Convicted fraudster Martin Shkreli's request to be freed from prison for three months to research a coronavirus cure was blasted by federal prosecutors as the "same kind of delusional self-aggrandizing behavior" that got him a lengthy sentence in the first place.
U.S. attorneys filed a motion on Tuesday asking a judge in the Eastern District of New York to reject the compassionate-release request by the so-called Pharma Bro.
"Shkreli has no formal scientific training and no experience working [in] a laboratory setting, and he does not explain why he cannot continue to develop and discuss any ideas he may have about COVID-19 from prison, as he has," prosecutors wrote in their motion to U.S. District Judge Kiyo Matsumoto.
Matsumoto is the same Brooklyn judge who sentenced Shkreli in 2018 to 84 months in prison and made him forfeit more than $7 million after a jury found him guilty of securities fraud. At the time of Shkreli's sentencing, Matsumoto said the former drug company CEO had minimized his criminal conduct and engaged in an "egregious multitude of lies."
The judge has not said when she'll issue a ruling on Shkreli's request. Prosecutors have argued she has no authority to do so because Shkreli has yet to exhaust administrative remedies to get out of prison, including the appeal of his initial denial by a prison warden to the federal Bureau of Prisons.
Defense attorney Benjamin Brafman filed a motion this month asking Matsumoto to release Shkreli to home confinement at his fiancee's New York City apartment, pleading that Shkreli is not a danger to the community and would "potentially help others" find a "potential cure" for COVID-19, which as of Wednesday had killed more than 200,000 people worldwide among more than 3.1 million infected.
"I have always said that if focused and left in a lab, Martin could help cure cancer," Brafman said in a statement released earlier this month. "Maybe he can help the scientific community better understand this terrible virus."
In a research proposal posted online, Shkreli slammed the pharmaceutical industry’s response to the pandemic, which has killed more than 58,000 people in the United States, as "inadequate," and suggested researchers at every drug company "be put to work until COVID-19 is no more."
In the proposal he wrote from the low-security Allenwood Low Federal Correctional Institution in Pennsylvania, Shkreli described himself as a "successful two-time biopharma entrepreneur, having purchased multiple companies, invented multiple new drug candidates."

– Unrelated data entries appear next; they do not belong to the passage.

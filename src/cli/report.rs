//! Report command - build and emit a reputation report

use crate::config::UserConfig;
use crate::provider::ProviderRegistry;
use crate::query::Query;
use crate::reporters::{self, OutputFormat};
use crate::reputer::{Reputer, ReputerOptions};
use anyhow::{Context, Result};
use console::style;
use std::io::Write;
use std::path::{Path, PathBuf};

/// Arguments of one report invocation
#[derive(Debug, Clone)]
pub struct ReportArgs {
    pub repo: String,
    pub commit: String,
    pub stats: bool,
    pub file: Option<PathBuf>,
    pub format: OutputFormat,
    /// Overrides the configured enrichment concurrency
    pub workers: Option<usize>,
}

impl std::fmt::Display for ReportArgs {
    fn fmt(&self, f: &mut std::fmt::Formatter<'_>) -> std::fmt::Result {
        write!(
            f,
            "repo: {}, commit: {}, stats: {}, format: {}",
            self.repo,
            if self.commit.is_empty() { "HEAD" } else { self.commit.as_str() },
            self.stats,
            self.format
        )?;
        if let Some(file) = &self.file {
            write!(f, ", file: {}", file.display())?;
        }
        Ok(())
    }
}

/// Run the report command
pub fn run(args: &ReportArgs) -> Result<()> {
    let config = UserConfig::load()?;
    let registry = ProviderRegistry::from_config(&config);

    let mut options = ReputerOptions::from_config(&config);
    if let Some(workers) = args.workers {
        options.concurrency = workers;
    }

    let query = Query::parse(&args.repo, &args.commit, args.stats)
        .with_context(|| format!("Invalid report options ({})", args))?;

    let report = Reputer::new(&registry, options)
        .report(&query)
        .with_context(|| format!("Failed to build report for {}", query))?;

    let rendered = reporters::report_with_format(&report, args.format)?;
    write_output(&rendered, args.file.as_deref())?;

    if let Some(path) = &args.file {
        eprintln!(
            "{} Report for {} contributors written to {}",
            style("✓").green(),
            report.total_contributors,
            style(path.display()).cyan()
        );
    }
    Ok(())
}

/// Write `content` to `path`, or to stdout when no path is given
fn write_output(content: &str, path: Option<&Path>) -> Result<()> {
    match path {
        Some(path) => {
            if let Some(parent) = path.parent().filter(|p| !p.as_os_str().is_empty()) {
                std::fs::create_dir_all(parent)
                    .with_context(|| format!("Failed to create {}", parent.display()))?;
            }
            std::fs::write(path, content)
                .with_context(|| format!("Failed to write report to {}", path.display()))
        }
        None => {
            let mut out = std::io::stdout().lock();
            out.write_all(content.as_bytes())?;
            if !content.ends_with('\n') {
                writeln!(out)?;
            }
            Ok(())
        }
    }
}
#[cfg(test)]
mod tests {
    use super::*;
    use crate::provider::{ApiResponse, CommitSummary, ProviderError, ProviderResult, RateLimit};
    use crate::query::Query;
    use chrono::TimeZone;
    use std::collections::HashSet;
    use std::sync::atomic::AtomicUsize;
    use std::sync::{Arc, Mutex};
    use std::time::Duration;

    #[derive(Default)]
    struct FakeProvider {
        profiles: HashMap<String, UserProfile>,
        members: HashSet<String>,
        fail_user: Option<String>,
        fail_membership: bool,
        membership_quota_exhausted: Option<RateLimit>,
        panic_user: Option<String>,
        rate: RateLimit,
        delay: Duration,
        in_flight: AtomicUsize,
        max_in_flight: AtomicUsize,
        user_calls: AtomicUsize,
    }

    impl FakeProvider {
        fn track<T>(&self, f: impl FnOnce() -> T) -> T {
            let now = self.in_flight.fetch_add(1, Ordering::SeqCst) + 1;
            self.max_in_flight.fetch_max(now, Ordering::SeqCst);
            std::thread::sleep(self.delay);
            let out = f();
            self.in_flight.fetch_sub(1, Ordering::SeqCst);
            out
        }
    }

    impl Provider for FakeProvider {
        fn name(&self) -> &'static str {
            "fake"
        }

        fn list_commits(
            &self,
            _query: &Query,
            _page: u32,
            _per_page: u32,
        ) -> ProviderResult<ApiResponse<Vec<CommitSummary>>> {
            Ok(ApiResponse::unmetered(vec![]))
        }

        fn get_user(&self, login: &str) -> ProviderResult<ApiResponse<UserProfile>> {
            self.user_calls.fetch_add(1, Ordering::SeqCst);
            if self.panic_user.as_deref() == Some(login) {
                panic!("boom");
            }
            self.track(|| {
                if self.fail_user.as_deref() == Some(login) {
                    return Err(ProviderError::Api {
                        url: format!("test://users/{login}"),
                        status: 500,
                        message: "server error".into(),
                        rate: RateLimit::default(),
                    });
                }
                let profile = self.profiles.get(login).cloned().unwrap_or(UserProfile {
                    login: login.to_string(),
                    ..Default::default()
                });
                Ok(ApiResponse::new(profile, self.rate))
            })
        }

        fn is_org_member(&self, _org: &str, login: &str) -> ProviderResult<ApiResponse<bool>> {
            if let Some(rate) = self.membership_quota_exhausted {
                return Err(ProviderError::Api {
                    url: "test://members".into(),
                    status: 403,
                    message: "API rate limit exceeded".into(),
                    rate,
                });
            }
            if self.fail_membership {
                return Err(ProviderError::Transport {
                    url: "test://members".into(),
                    message: "connection reset".into(),
                });
            }
            Ok(ApiResponse::new(self.members.contains(login), self.rate))
        }
    }

    fn now() -> DateTime<Utc> {
        Utc.with_ymd_and_hms(2024, 6, 1, 0, 0, 0).unwrap()
    }

    fn authors(names: &[&str]) -> HashMap<String, Signals> {
        names
            .iter()
            .map(|n| {
                (
                    n.to_string(),
                    Signals {
                        commits: 1,
                        ..Default::default()
                    },
                )
            })
            .collect()
    }

    fn enricher(concurrency: usize) -> Enricher {
        Enricher::new(concurrency, Backoff::default()).with_now(now())
    }

    #[test]
    fn test_empty_input() {
        let provider = FakeProvider::default();
        let got = enricher(4)
            .enrich(&provider, HashMap::new(), Cohort::new(0, 0), "o", true)
            .unwrap();
        assert!(got.is_empty());
    }

    #[test]
    fn test_profile_fields_and_context() {
        let mut provider = FakeProvider::default();
        provider.profiles.insert(
            "alice".into(),
            UserProfile {
                login: "alice".into(),
                strong_auth: true,
                followers: 12,
                following: 3,
                public_repos: 4,
                private_repos: 2,
                created_at: Some(now() - chrono::Duration::days(365)),
                name: Some("Alice".into()),
                company: Some("Acme".into()),
                ..Default::default()
            },
        );
        provider.members.insert("alice".into());

        let got = enricher(2)
            .enrich(&provider, authors(&["alice"]), Cohort::new(1, 1), "o", true)
            .unwrap();
        let alice = &got[0];
        let stats = alice.stats.as_ref().unwrap();
        assert!(stats.strong_auth);
        assert!(stats.org_member);
        assert!(!stats.suspended);
        assert_eq!(stats.age_days, 365);
        assert_eq!(stats.followers, 12);
        assert_eq!(stats.private_repos, 2);
        assert_eq!(stats.commits, 1);

        let context = alice.context.as_ref().unwrap();
        assert_eq!(context.name, "Alice");
        assert_eq!(context.company, "Acme");
        assert_eq!(context.created, "2023-06-02T00:00:00Z");
        assert!(alice.reputation > 0.0);
        assert_eq!(alice.reputation, scoring::compute(stats, Cohort::new(1, 1)));
    }

    #[test]
    fn test_suspended_author_scores_zero() {
        let mut provider = FakeProvider::default();
        provider.profiles.insert(
            "gone".into(),
            UserProfile {
                login: "gone".into(),
                suspended_at: Some(now()),
                strong_auth: true,
                ..Default::default()
            },
        );
        let got = enricher(1)
            .enrich(&provider, authors(&["gone"]), Cohort::new(1, 1), "o", true)
            .unwrap();
        assert_eq!(got[0].reputation, 0.0);
        assert!(got[0].stats.as_ref().unwrap().suspended);
    }

    #[test]
    fn test_stats_dropped_when_not_requested() {
        let provider = FakeProvider::default();
        let got = enricher(2)
            .enrich(&provider, authors(&["a", "b"]), Cohort::new(2, 2), "o", false)
            .unwrap();
        assert_eq!(got.len(), 2);
        for author in got {
            assert!(author.stats.is_none());
            assert!(author.context.is_none());
            assert!(author.reputation > 0.0);
        }
    }

    #[test]
    fn test_org_membership_failure_degrades_to_false() {
        let provider = FakeProvider {
            fail_membership: true,
            ..Default::default()
        };
        let got = enricher(2)
            .enrich(&provider, authors(&["a", "b", "c"]), Cohort::new(3, 3), "o", true)
            .unwrap();
        assert_eq!(got.len(), 3);
        assert!(got.iter().all(|a| !a.stats.as_ref().unwrap().org_member));
    }

    #[test]
    fn test_profile_failure_fails_whole_call() {
        let names: Vec<String> = (0..20).map(|i| format!("user{i}")).collect();
        let refs: Vec<&str> = names.iter().map(String::as_str).collect();
        let provider = FakeProvider {
            fail_user: Some("user7".into()),
            ..Default::default()
        };
        let err = enricher(4)
            .enrich(&provider, authors(&refs), Cohort::new(20, 20), "o", true)
            .unwrap_err();
        match err {
            ReputerError::Enrichment { login, .. } => assert_eq!(login, "user7"),
            other => panic!("unexpected error: {other}"),
        }
    }

    #[test]
    fn test_failure_stops_pending_tasks() {
        let names: Vec<String> = (0..50).map(|i| format!("user{i:02}")).collect();
        let refs: Vec<&str> = names.iter().map(String::as_str).collect();
        let provider = FailingProvider(FakeProvider::default());
        let result = enricher(1).enrich(&provider, authors(&refs), Cohort::new(50, 50), "o", true);
        assert!(matches!(result, Err(ReputerError::Enrichment { .. })));
        // A single worker stops after its first failure
        assert_eq!(provider.0.user_calls.load(Ordering::SeqCst), 1);
    }

    struct FailingProvider(FakeProvider);

    impl Provider for FailingProvider {
        fn name(&self) -> &'static str {
            "failing"
        }

        fn list_commits(
            &self,
            query: &Query,
            page: u32,
            per_page: u32,
        ) -> ProviderResult<ApiResponse<Vec<CommitSummary>>> {
            self.0.list_commits(query, page, per_page)
        }

        fn get_user(&self, login: &str) -> ProviderResult<ApiResponse<UserProfile>> {
            self.0.user_calls.fetch_add(1, Ordering::SeqCst);
            Err(ProviderError::Api {
                url: format!("test://users/{login}"),
                status: 404,
                message: "not found".into(),
                rate: RateLimit::default(),
            })
        }

        fn is_org_member(&self, org: &str, login: &str) -> ProviderResult<ApiResponse<bool>> {
            self.0.is_org_member(org, login)
        }
    }

    #[test]
    fn test_concurrency_never_exceeds_limit() {
        let names: Vec<String> = (0..24).map(|i| format!("u{i}")).collect();
        let refs: Vec<&str> = names.iter().map(String::as_str).collect();
        let provider = FakeProvider {
            delay: Duration::from_millis(5),
            ..Default::default()
        };
        let got = enricher(3)
            .enrich(&provider, authors(&refs), Cohort::new(24, 24), "o", false)
            .unwrap();
        assert_eq!(got.len(), 24);
        let peak = provider.max_in_flight.load(Ordering::SeqCst);
        assert!((1..=3).contains(&peak), "peak concurrency {peak}");
    }

    #[test]
    fn test_worker_panic_is_reported() {
        let provider = FakeProvider {
            panic_user: Some("bad".into()),
            ..Default::default()
        };
        let err = enricher(1)
            .enrich(&provider, authors(&["bad"]), Cohort::new(1, 1), "o", true)
            .unwrap_err();
        assert!(matches!(err, ReputerError::WorkerPanicked));
    }

    #[test]
    fn test_backoff_applied_per_call() {
        let slept = Arc::new(Mutex::new(0usize));
        let recorder = Arc::clone(&slept);
        let backoff = Backoff::new(10, Duration::ZERO).with_sleeper(move |_| {
            *recorder.lock().unwrap() += 1;
        });
        let provider = FakeProvider {
            rate: RateLimit::new(2, Utc::now() + chrono::Duration::minutes(1)),
            ..Default::default()
        };
        Enricher::new(2, backoff)
            .with_now(now())
            .enrich(&provider, authors(&["a", "b"]), Cohort::new(2, 2), "o", false)
            .unwrap();
        // profile + membership reply for each author
        assert_eq!(*slept.lock().unwrap(), 4);
    }

    #[test]
    fn test_rate_limited_membership_failure_still_backs_off() {
        let slept = Arc::new(Mutex::new(0usize));
        let recorder = Arc::clone(&slept);
        let backoff = Backoff::new(10, Duration::ZERO).with_sleeper(move |_| {
            *recorder.lock().unwrap() += 1;
        });
        let provider = FakeProvider {
            membership_quota_exhausted: Some(RateLimit::new(
                0,
                Utc::now() + chrono::Duration::minutes(1),
            )),
            ..Default::default()
        };
        let got = Enricher::new(1, backoff)
            .with_now(now())
            .enrich(&provider, authors(&["a"]), Cohort::new(1, 1), "o", true)
            .unwrap();
        assert!(!got[0].stats.as_ref().unwrap().org_member);
        assert_eq!(*slept.lock().unwrap(), 1);
    }
}
//! Categorical Reputation Scoring
//!
//! Turns one author's raw signals, plus corpus-wide cohort totals, into a
//! single score in `[0.0, 1.0]`. Pure computation: no I/O, no state.
//!
//! # Scoring Formula
//!
//! ```text
//! Score = Provenance × 0.35 + Identity × 0.25 + Engagement × 0.25 + Community × 0.15
//!
//! Each category is built from shaped signals that already live in [0, 1]:
//!   clamped_ratio(v, c) = v / c          saturating at 1
//!   log_curve(v, c)     = ln(1+v)/ln(1+c) saturating at 1
//!   exp_decay(v, h)     = exp(-v·ln2/h)   1.0 at v=0, 0.5 at v=h
//! ```
//!
//! # Categories
//!
//! - **Code provenance** (0.35): verified-commit ratio, discounted when an
//!   author without strong auth owns an outsized share of commits. Strong
//!   auth guarantees a 0.1 floor.
//! - **Identity** (0.25): account age (log curve to 730 days, 0.15) plus a
//!   flat 0.10 for owner org membership.
//! - **Engagement** (0.25): commit share confidence-weighted by corpus size
//!   (0.15) plus recency with a cohort-scaled half-life (0.10).
//! - **Community** (0.15): follower/following ratio (0.10) plus combined
//!   repo count (0.05).
//!
//! Suspended accounts score exactly 0. The sum is rounded to two decimals
//! (half away from zero) and is not clamped.
//!
//! # Example
//!
//! An author with no signals at all in a 10-person, 100-commit repository
//! still gets the recency credit for "last commit today":
//!
//! ```text
//! exp_decay(0, h) × 0.10 = 0.10
//! ```

mod curves;
mod model;

pub use curves::{clamped_ratio, exp_decay, log_curve, round_to};
pub use model::{
    categories, compute, CATEGORY_COMMUNITY_WEIGHT, CATEGORY_ENGAGEMENT_WEIGHT,
    CATEGORY_IDENTITY_WEIGHT, CATEGORY_PROVENANCE_WEIGHT, MODEL_VERSION,
};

Federal prosecutors scoffed at the proposal.
"Even if Shkreli were somehow able to develop a potential cure, there is no evidence that he would, in fact, use it to 'contribute to the betterment of society,' as he claims, rather than to enrich himself to the maximum extent possible, including by concealing his work or declining to provide such a cure to others unless he were paid an exorbitant sum," prosecutors wrote in their motion. "As the evidence at trial demonstrated, Shkreli’s involvement in the search for cures to diseases was primarily motivated by the potential to make tremendous profits."
On April 16, the warden at Allenwood Low prison denied Shkreli's initial Bureau of Prisons petition to be released.
In their motion, prosecutors said that as of Tuesday there were no confirmed cases of COVID-19 at the Allenwood Low prison.
Prosecutors also noted that Shkreli has served less than half of his sentence. They argued it would be difficult to enforce the conditions of Shkreli's temporary release and noted that "Shkreli would have to be returned to prison after he has been exposed to multiple others in New York City at the height of the pandemic."
Shkreli, who first became infamous for hiking the price of a lifesaving HIV drug from $13.50 a pill to $750 a pill, was indicted along with co-defendant Evan Greebel in 2015 on multiple securities fraud charges linked to health care heavy hedge funds MSMB Capital Management and MSMB Healthcare Management. A superseding indictment in 2016 charged Shkreli and Greebel with additional fraud charges tied to the biopharmaceutical company Retrophin, Inc.
Shkreli and Greebel, prosecutors said, conducted long-running schemes in which they used bogus information that defrauded investors in their hedge funds and looted their biopharmaceutical company of more than $10 million to pay back disgruntled investors.